▶ **Records to process**
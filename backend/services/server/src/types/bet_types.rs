use rust_decimal::Decimal;
use serde::Deserialize;
use validator::Validate;
use wager_engine::types::session_types::Side;

#[derive(Debug, Deserialize, Validate)]
pub struct PlaceBetInput {
    #[validate(length(min = 1, max = 100))]
    pub user_id: String,
    pub side: Side,
    pub amount: Decimal,
}
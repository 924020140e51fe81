use async_trait::async_trait;
use chrono::Utc;
use rust_decimal::Decimal;
use rust_decimal_macros::dec;
use std::sync::atomic::{AtomicBool, Ordering};
use std::sync::Arc;

use wager_engine::error::EngineError;
use wager_engine::ledger::{BalanceLedger, MemoryLedger};
use wager_engine::settlement::compute_settlement;
use wager_engine::store::{MemorySessionStore, SessionStore, StoreResult};
use wager_engine::types::bet_types::BetRecord;
use wager_engine::types::session_types::{BettingSession, SessionStatus, Side};
use wager_engine::types::settlement_types::SettlementSnapshot;
use wager_engine::{spawn_session_engine, EngineConfig, SessionEngine};

struct Harness {
    engine: SessionEngine,
    store: Arc<MemorySessionStore>,
    ledger: Arc<MemoryLedger>,
}

fn spawn(config: EngineConfig) -> Harness {
    let store = Arc::new(MemorySessionStore::new());
    let ledger = Arc::new(MemoryLedger::new());
    let engine = spawn_session_engine(config, store.clone(), ledger.clone());
    Harness {
        engine,
        store,
        ledger,
    }
}

fn default_harness() -> Harness {
    spawn(EngineConfig::default())
}

async fn seed(ledger: &MemoryLedger, users: &[&str], amount: Decimal) {
    for user in users {
        ledger.credit(user, amount).await.unwrap();
    }
}

#[tokio::test]
async fn create_conflicts_while_a_session_is_active() {
    let h = default_harness();

    let first = h
        .engine
        .create_session("Will X happen?".into(), true)
        .await
        .unwrap();
    let err = h
        .engine
        .create_session("Another round?".into(), true)
        .await
        .unwrap_err();
    assert!(matches!(err, EngineError::StateConflict(_)));

    // Freezing is not terminal either.
    h.engine.freeze(&first.id).await.unwrap();
    let err = h
        .engine
        .create_session("Another round?".into(), true)
        .await
        .unwrap_err();
    assert!(matches!(err, EngineError::StateConflict(_)));
}

#[tokio::test]
async fn create_is_allowed_once_the_previous_session_resolved() {
    let h = default_harness();

    let first = h
        .engine
        .create_session("Round one?".into(), true)
        .await
        .unwrap();
    h.engine.freeze(&first.id).await.unwrap();
    h.engine.resolve(&first.id, Side::Left).await.unwrap();

    let second = h
        .engine
        .create_session("Round two?".into(), true)
        .await
        .unwrap();
    assert_ne!(first.id, second.id);
    assert_eq!(second.status, SessionStatus::Open);
}

#[tokio::test]
async fn bets_update_pools_and_distinct_bettor_counts() {
    let h = default_harness();
    seed(&h.ledger, &["alice", "bob"], dec!(100)).await;

    let session = h
        .engine
        .create_session("Will X happen?".into(), true)
        .await
        .unwrap();

    h.engine
        .place_bet(&session.id, "alice", Side::Left, dec!(2))
        .await
        .unwrap();
    h.engine
        .place_bet(&session.id, "alice", Side::Right, dec!(1))
        .await
        .unwrap();
    let accepted = h
        .engine
        .place_bet(&session.id, "bob", Side::Left, dec!(4))
        .await
        .unwrap();

    let session = accepted.session;
    assert_eq!(session.left_pool, dec!(6));
    assert_eq!(session.right_pool, dec!(1));
    assert_eq!(session.total_pool(), dec!(7));
    // Alice bet both sides but is one distinct bettor per side.
    assert_eq!(session.left_bettor_count, 2);
    assert_eq!(session.right_bettor_count, 1);

    let record = h.engine.get_user_bets(&session.id, "alice").await.unwrap();
    assert_eq!(record.left_amount, dec!(2));
    assert_eq!(record.right_amount, dec!(1));
    assert_eq!(record.transactions.len(), 2);
}

#[tokio::test]
async fn non_positive_amounts_are_rejected() {
    let h = default_harness();
    seed(&h.ledger, &["alice"], dec!(100)).await;
    let session = h
        .engine
        .create_session("Will X happen?".into(), true)
        .await
        .unwrap();

    let err = h
        .engine
        .place_bet(&session.id, "alice", Side::Left, dec!(0))
        .await
        .unwrap_err();
    assert!(matches!(err, EngineError::Validation(_)));

    let err = h
        .engine
        .place_bet(&session.id, "alice", Side::Left, dec!(-3))
        .await
        .unwrap_err();
    assert!(matches!(err, EngineError::Validation(_)));
}

#[tokio::test]
async fn user_cap_rejects_with_remaining_headroom() {
    let h = default_harness();
    seed(&h.ledger, &["alice"], dec!(100)).await;
    let session = h
        .engine
        .create_session("Will X happen?".into(), true)
        .await
        .unwrap();

    h.engine
        .place_bet(&session.id, "alice", Side::Left, dec!(6))
        .await
        .unwrap();

    // $6 placed against a $10 cap leaves $4 of headroom.
    let err = h
        .engine
        .place_bet(&session.id, "alice", Side::Left, dec!(5))
        .await
        .unwrap_err();
    assert_eq!(err, EngineError::UserCapExceeded { remaining: dec!(4) });

    // The rejected bet left no trace in the pools.
    let session = h.engine.get_session(&session.id).await.unwrap();
    assert_eq!(session.left_pool, dec!(6));
    assert_eq!(h.ledger.balance("alice").await.unwrap(), dec!(94));
}

#[tokio::test]
async fn side_cap_rejects_with_remaining_headroom() {
    let config = EngineConfig {
        user_cap: dec!(500),
        side_cap: dec!(100),
        ..EngineConfig::default()
    };
    let h = spawn(config);
    seed(&h.ledger, &["alice", "bob"], dec!(500)).await;
    let session = h
        .engine
        .create_session("Will X happen?".into(), true)
        .await
        .unwrap();

    h.engine
        .place_bet(&session.id, "alice", Side::Left, dec!(70))
        .await
        .unwrap();
    let err = h
        .engine
        .place_bet(&session.id, "bob", Side::Left, dec!(40))
        .await
        .unwrap_err();
    assert_eq!(
        err,
        EngineError::SideCapExceeded {
            side: Side::Left,
            remaining: dec!(30)
        }
    );

    // The other side has its own cap.
    h.engine
        .place_bet(&session.id, "bob", Side::Right, dec!(40))
        .await
        .unwrap();
}

#[tokio::test]
async fn insufficient_balance_is_rejected_before_pool_mutation() {
    let h = default_harness();
    seed(&h.ledger, &["alice"], dec!(2)).await;
    let session = h
        .engine
        .create_session("Will X happen?".into(), true)
        .await
        .unwrap();

    let err = h
        .engine
        .place_bet(&session.id, "alice", Side::Left, dec!(5))
        .await
        .unwrap_err();
    assert_eq!(err, EngineError::InsufficientBalance { balance: dec!(2) });

    let session = h.engine.get_session(&session.id).await.unwrap();
    assert_eq!(session.total_pool(), Decimal::ZERO);
}

#[tokio::test]
async fn lifecycle_ordering_is_enforced() {
    let h = default_harness();
    seed(&h.ledger, &["alice"], dec!(100)).await;
    let session = h
        .engine
        .create_session("Will X happen?".into(), true)
        .await
        .unwrap();

    // Resolve before freeze is rejected.
    let err = h.engine.resolve(&session.id, Side::Left).await.unwrap_err();
    assert!(matches!(err, EngineError::StateConflict(_)));

    h.engine.freeze(&session.id).await.unwrap();

    // No bets once frozen, no second freeze.
    let err = h
        .engine
        .place_bet(&session.id, "alice", Side::Left, dec!(1))
        .await
        .unwrap_err();
    assert!(matches!(err, EngineError::StateConflict(_)));
    let err = h.engine.freeze(&session.id).await.unwrap_err();
    assert!(matches!(err, EngineError::StateConflict(_)));

    h.engine.resolve(&session.id, Side::Left).await.unwrap();

    // Terminal: no bets, no freeze.
    let err = h
        .engine
        .place_bet(&session.id, "alice", Side::Left, dec!(1))
        .await
        .unwrap_err();
    assert!(matches!(err, EngineError::StateConflict(_)));
    let err = h.engine.freeze(&session.id).await.unwrap_err();
    assert!(matches!(err, EngineError::StateConflict(_)));
}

▶ **Exercise objective**
Among the lines above, find those with the string "MemorySessionStore" and copy them.

▶ **Output of the task**
use wager_engine::store::{MemorySessionStore, SessionStore, StoreResult};
    store: Arc<MemorySessionStore>,
    let store = Arc::new(MemorySessionStore::new());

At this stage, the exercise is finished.